In a split second, she went from an active life with her own apartment, a car, friends and activities and travel, to being bound to a wheelchair, living in a facility with residents who are unable to even carry on a conversation with her. She, in her right mind, is fully aware of the yelling and crying of residents half out of their minds, of having to deal with confused residents wandering in and out of her room and getting into her personal belongings because they can’t remember which room is theirs. 

The only people she can carry on a conversation with are staff and visitors. She needs interaction with her peers, she needs to feel “normal” and vital, and she needs to live in a place where she can contribute to even the smallest of activities such as folding clothes or unloading a dishwasher. She has a few friends who visit as their schedules allow and she loves those days. She can call dial-a-ride and they can pick her up and drop her off somewhere as long as she can get around on her own while she’s there or has someone meet her there. But the rest of the time she’s held hostage in a facility where she doesn’t belong because Los Alamos does not offer what she needs. She is not the only person in Los Alamos in this situation.
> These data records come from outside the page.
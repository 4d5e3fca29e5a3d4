//! The rules for parsing tokens in HTML content.
//!
//! [§ 13.2.6.4 The rules for parsing tokens in HTML content](https://html.spec.whatwg.org/multipage/parsing.html#parsing-main-inhtml)
//!
//! One handler per insertion mode. Each handler matches on the token
//! variant; character runs arrive already split into ordinary, whitespace
//! and NULL tokens, so "a character token that is whitespace" is simply a
//! [`Token::WhitespaceCharacter`].

mod after;
mod body;
mod initial_head;
mod select;
mod table;
mod template;

use weft_dom::TreeAdapter;

use super::core::{InsertionMode, Parser};
use crate::tokenizer::Token;

impl<A: TreeAdapter> Parser<A> {
    /// "Process the token using the rules for" `mode`.
    pub(super) fn process_using_rules_for(&mut self, mode: InsertionMode, token: &Token) {
        match mode {
            InsertionMode::Initial => self.handle_initial_mode(token),
            InsertionMode::BeforeHtml => self.handle_before_html_mode(token),
            InsertionMode::BeforeHead => self.handle_before_head_mode(token),
            InsertionMode::InHead => self.handle_in_head_mode(token),
            InsertionMode::InHeadNoscript => self.handle_in_head_noscript_mode(token),
            InsertionMode::AfterHead => self.handle_after_head_mode(token),
            InsertionMode::InBody => self.handle_in_body_mode(token),
            InsertionMode::Text => self.handle_text_mode(token),

            // ===== TABLE MODES =====
            InsertionMode::InTable => self.handle_in_table_mode(token),
            InsertionMode::InTableText => self.handle_in_table_text_mode(token),
            InsertionMode::InCaption => self.handle_in_caption_mode(token),
            InsertionMode::InColumnGroup => self.handle_in_column_group_mode(token),
            InsertionMode::InTableBody => self.handle_in_table_body_mode(token),
            InsertionMode::InRow => self.handle_in_row_mode(token),
            InsertionMode::InCell => self.handle_in_cell_mode(token),

            // ===== FORM ELEMENT MODES =====
            InsertionMode::InSelect => self.handle_in_select_mode(token),
            InsertionMode::InSelectInTable => self.handle_in_select_in_table_mode(token),

            InsertionMode::InTemplate => self.handle_in_template_mode(token),

            // ===== AFTER BODY AND FRAMESET MODES =====
            InsertionMode::AfterBody => self.handle_after_body_mode(token),
            InsertionMode::InFrameset => self.handle_in_frameset_mode(token),
            InsertionMode::AfterFrameset => self.handle_after_frameset_mode(token),
            InsertionMode::AfterAfterBody => self.handle_after_after_body_mode(token),
            InsertionMode::AfterAfterFrameset => self.handle_after_after_frameset_mode(token),
        }
    }

    /// Switch to `mode` and reprocess `token` there.
    pub(super) fn reprocess_in(&mut self, mode: InsertionMode, token: &Token) {
        self.switch_to(mode);
        self.process_token(token);
    }
}
//! weft CLI - HTML tokenizing and tree construction tool
//!
//! Usage:
//!   weft tokens <file>        Print the token stream as JSON
//!   weft parse <file>         Print the document mode and parse errors
//!   weft dump <file>          Print the tree in html5lib test format
//!   weft serialize <file>     Parse and serialize back to HTML
//!
//! Examples:
//!   weft dump page.html
//!   weft dump --html '<table><b>x</table>'
//!   weft serialize --fragment tr --html '<td>cell'

use std::fs;
use std::path::{Path, PathBuf};

use anyhow::{Context, Result};
use clap::{Parser as _, Subcommand};
use log::LevelFilter;
use owo_colors::OwoColorize;
use simple_logger::SimpleLogger;
use weft_common::warning::clear_warnings;
use weft_dom::{DomTree, Namespace, TreeAdapter};
use weft_html::{ParseResult, Parser, ParserOptions, dump_tree, serialize, tokenize};

/// weft - WHATWG HTML tokenizer and tree builder
#[derive(clap::Parser, Debug)]
#[command(name = "weft")]
#[command(author, version, about, long_about = None)]
#[command(after_help = r#"EXAMPLES:
    # Show the tree for a file
    weft dump ./index.html

    # Tokens as JSON, with source offsets
    weft tokens --locations --html '<p class=a>Hi'

    # Parse as the contents of a <tr>
    weft dump --fragment tr --html '<td>cell'
"#)]
struct Cli {
    #[command(subcommand)]
    command: Command,

    /// Log level for parser diagnostics
    #[arg(long, global = true, default_value = "warn")]
    log_level: LevelFilter,

    /// Load parser options from a JSON file
    #[arg(long, global = true, value_name = "FILE")]
    config: Option<PathBuf>,

    /// Attach source locations to tokens and nodes
    #[arg(long, global = true)]
    locations: bool,

    /// Parse as if scripting were disabled (`<noscript>` content is markup)
    #[arg(long, global = true)]
    no_scripting: bool,
}

#[derive(Subcommand, Debug)]
enum Command {
    /// Print the token stream as JSON
    Tokens(Input),
    /// Print the document mode and every parse error
    Parse(Input),
    /// Print the tree in html5lib test format
    Dump(Input),
    /// Parse and serialize back to HTML
    Serialize(Input),
}

#[derive(clap::Args, Debug)]
struct Input {
    /// Path to an HTML file
    #[arg(value_name = "FILE", required_unless_present = "html")]
    path: Option<PathBuf>,

    /// Parse an HTML string directly instead of a file
    #[arg(long, value_name = "HTML", conflicts_with = "path")]
    html: Option<String>,

    /// Parse as a fragment in the context of this HTML element
    #[arg(long, value_name = "TAG")]
    fragment: Option<String>,
}

impl Input {
    fn read(&self) -> Result<String> {
        if let Some(html) = &self.html {
            return Ok(html.clone());
        }
        let Some(path) = &self.path else {
            anyhow::bail!("no input: pass a FILE or --html");
        };
        fs::read_to_string(path).with_context(|| format!("reading {}", path.display()))
    }
}

fn main() -> Result<()> {
    let cli = Cli::parse();

    SimpleLogger::new()
        .with_level(cli.log_level)
        .init()
        .context("installing logger")?;

    let options = load_options(&cli)?;
    log::debug!("parser options: {options:?}");

    match &cli.command {
        Command::Tokens(input) => {
            let html = input.read()?;
            let tokens = tokenize(&html, options.tokenizer_options());
            println!("{}", serde_json::to_string_pretty(&tokens)?);
        }
        Command::Parse(input) => {
            let result = parse(input, options)?;
            print_heading("Document");
            println!("mode: {}", result.quirks_mode);
            print_heading(&format!("Parse errors ({})", result.errors.len()));
            for error in &result.errors {
                println!("  {:>6}  {}", error.offset, error.code.yellow());
            }
        }
        Command::Dump(input) => {
            let result = parse(input, options)?;
            print!("{}", dump_tree(&result.adapter, &result.root));
        }
        Command::Serialize(input) => {
            let result = parse(input, options)?;
            println!("{}", serialize(&result.adapter, &result.root));
        }
    }

    clear_warnings();
    Ok(())
}

/// Options from `--config`, then the command-line switches on top.
fn load_options(cli: &Cli) -> Result<ParserOptions> {
    let mut options = match &cli.config {
        Some(path) => read_config(path)?,
        None => ParserOptions::default(),
    };
    if cli.locations {
        options = options.with_location_info(true);
    }
    if cli.no_scripting {
        options = options.with_scripting_enabled(false);
    }
    Ok(options)
}

fn read_config(path: &Path) -> Result<ParserOptions> {
    let text =
        fs::read_to_string(path).with_context(|| format!("reading config {}", path.display()))?;
    serde_json::from_str(&text).with_context(|| format!("parsing config {}", path.display()))
}

/// Parse the input as a document, or as a fragment when `--fragment` is set.
fn parse(input: &Input, options: ParserOptions) -> Result<ParseResult<DomTree>> {
    let html = input.read()?;
    let result = match &input.fragment {
        Some(tag) => {
            let mut tree = DomTree::new();
            let context = tree.create_element(tag, Namespace::Html, Vec::new());
            Parser::new(tree, options).parse_fragment(&html, Some(context))
        }
        None => Parser::new(DomTree::new(), options).parse(&html),
    };
    Ok(result)
}

fn print_heading(title: &str) {
    println!("{}", format!("=== {title} ===").bold());
}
The director of Sombrillo and I have discussed the situation and she agrees that Los Alamos is gravely lacking in providing an option for this growing population of “in-betweeners”. She agrees my mom does not belong at Sombrillo and that there are no appropriate facilities for her and others like her here in Los Alamos, Espanola, Taos, Santa Fe or Albuquerque.

One of Sombrillo’s nurses and her husband have been looking into the option of buying a home that can be modified and fitted for the needs of folks like my mom, and that can be approved of and paid for by Medicaid. But the scope of requirements is so wide that this is most likely just a pipe dream.

As a daughter, what do I do? As a community, when is Los Alamos going to recognize this growing population of folks in need and start planning or doing something to include them? Or, do we all know about the “inbetweeners” but just choose to ignore them? What if you were an “inbetweener”? What if you, traipsing along with your life were suddenly struck down and bound to a wheelchair with 20 or 30 or even 40 years yet to live, but with no money or family to help you? What would you do?